» Your assignment
Review the material and extract every line in which the word "bool" occurs.

» Input records
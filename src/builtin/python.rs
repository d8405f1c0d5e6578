//! python grammar

use crate::builtin::common::{
    apos_string, backslash_escape, hash_comment, quote_string, underscore_title, BINARY_NUMBER,
    C_NUMBER,
};
use crate::grammar::{Grammar, Keywords, Mode, ModeRef};
use crate::token::TokenType;

fn python_keywords() -> Keywords {
    Keywords::new()
        .group(
            TokenType::Keyword,
            "and elif is global as in if from raise for except finally print import pass return \
             exec else break not with class assert yield try while continue del or def lambda \
             async await nonlocal|10 None True False",
        )
        .group(TokenType::BuiltIn, "Ellipsis NotImplemented")
}

/// `>>> ` and `... ` REPL prompts
fn prompt() -> Mode {
    Mode::new().class(TokenType::Meta).begin(r"^(>>>|\.\.\.) ")
}

/// `{...}` interpolation inside f-strings
fn subst() -> Mode {
    let mut children: Vec<ModeRef> = vec![
        apos_string().into(),
        quote_string().into(),
        prompt().into(),
    ];
    children.extend(number_modes().into_iter().map(ModeRef::Inline));
    Mode::new()
        .class(TokenType::Subst)
        .begin(r"\{")
        .end(r"\}")
        .keywords(python_keywords())
        .illegal("#")
        .contains(children)
}

fn number_modes() -> Vec<Mode> {
    let number = |begin: &str| Mode::new().class(TokenType::Number).begin(begin).relevance(0);
    vec![
        number(&format!("{BINARY_NUMBER}[lLjJ]?")),
        number(r"\b(0o[0-7]+)[lLjJ]?"),
        number(&format!("{C_NUMBER}[lLjJ]?")),
    ]
}

fn triple_string(begin: &str, end: &str, relevance: u32, interpolated: bool) -> Mode {
    let mut children: Vec<ModeRef> = vec![prompt().into()];
    if interpolated {
        children.push(subst().into());
    }
    Mode::new()
        .class(TokenType::String)
        .begin(begin)
        .end(end)
        .relevance(relevance)
        .contains(children)
}

fn prefixed_string(begin: &str, end: &str, relevance: u32, interpolated: bool) -> Mode {
    let mut children: Vec<ModeRef> = Vec::new();
    if interpolated {
        children.push(subst().into());
    } else {
        children.push(backslash_escape().into());
    }
    Mode::new()
        .class(TokenType::String)
        .begin(begin)
        .end(end)
        .relevance(relevance)
        .contains(children)
}

fn string_modes() -> Vec<Mode> {
    vec![
        triple_string(r"(u|b)?r?'''", "'''", 10, false),
        triple_string("(u|b)?r?\"\"\"", "\"\"\"", 10, false),
        triple_string(r"(fr|rf|f)'''", "'''", 1, true),
        triple_string("(fr|rf|f)\"\"\"", "\"\"\"", 1, true),
        prefixed_string(r"(u|r|ur)'", "'", 10, false),
        prefixed_string("(u|r|ur)\"", "\"", 10, false),
        prefixed_string(r"(b|br)'", "'", 1, false),
        prefixed_string("(b|br)\"", "\"", 1, false),
        prefixed_string(r"(fr|rf|f)'", "'", 1, true),
        prefixed_string("(fr|rf|f)\"", "\"", 1, true),
        apos_string(),
        quote_string(),
    ]
}

fn declaration(class: TokenType, words: &str) -> Mode {
    let mut param_children: Vec<ModeRef> = vec![ModeRef::SelfRef, prompt().into()];
    param_children.extend(number_modes().into_iter().map(ModeRef::Inline));
    param_children.extend(string_modes().into_iter().map(ModeRef::Inline));
    let params = Mode::new()
        .class(TokenType::Params)
        .begin(r"\(")
        .end(r"\)")
        .contains(param_children);
    let return_arrow = Mode::new()
        .begin("->")
        .ends_with_parent()
        .keywords(Keywords::keyword("None"));
    Mode::new()
        .class(class)
        .begin_keywords(words)
        .end(":")
        .illegal(r"[${=;\n,]")
        .contains(vec![
            underscore_title().into(),
            params.into(),
            return_arrow.into(),
        ])
}

/// Create the python grammar definition
pub(crate) fn python_grammar() -> Grammar {
    let mut children: Vec<ModeRef> = vec![prompt().into()];
    children.extend(number_modes().into_iter().map(ModeRef::Inline));
    children.extend(string_modes().into_iter().map(ModeRef::Inline));
    children.push(hash_comment().into());
    children.push(declaration(TokenType::Function, "def").into());
    children.push(declaration(TokenType::Class, "class").into());
    children.push(
        Mode::new()
            .class(TokenType::Meta)
            .begin(r"^[\t ]*@")
            .end("$")
            .into(),
    );
    children.push(Mode::new().begin(r"\b(print|exec)\(").into());

    Grammar::new("python")
        .alias(&["py", "gyp"])
        .keywords(python_keywords())
        .illegal(r"(</|->|\?)|=>")
        .contains(children)
}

» Exercise output
fn triple_string(begin: &str, end: &str, relevance: u32, interpolated: bool) -> Mode {
fn prefixed_string(begin: &str, end: &str, relevance: u32, interpolated: bool) -> Mode {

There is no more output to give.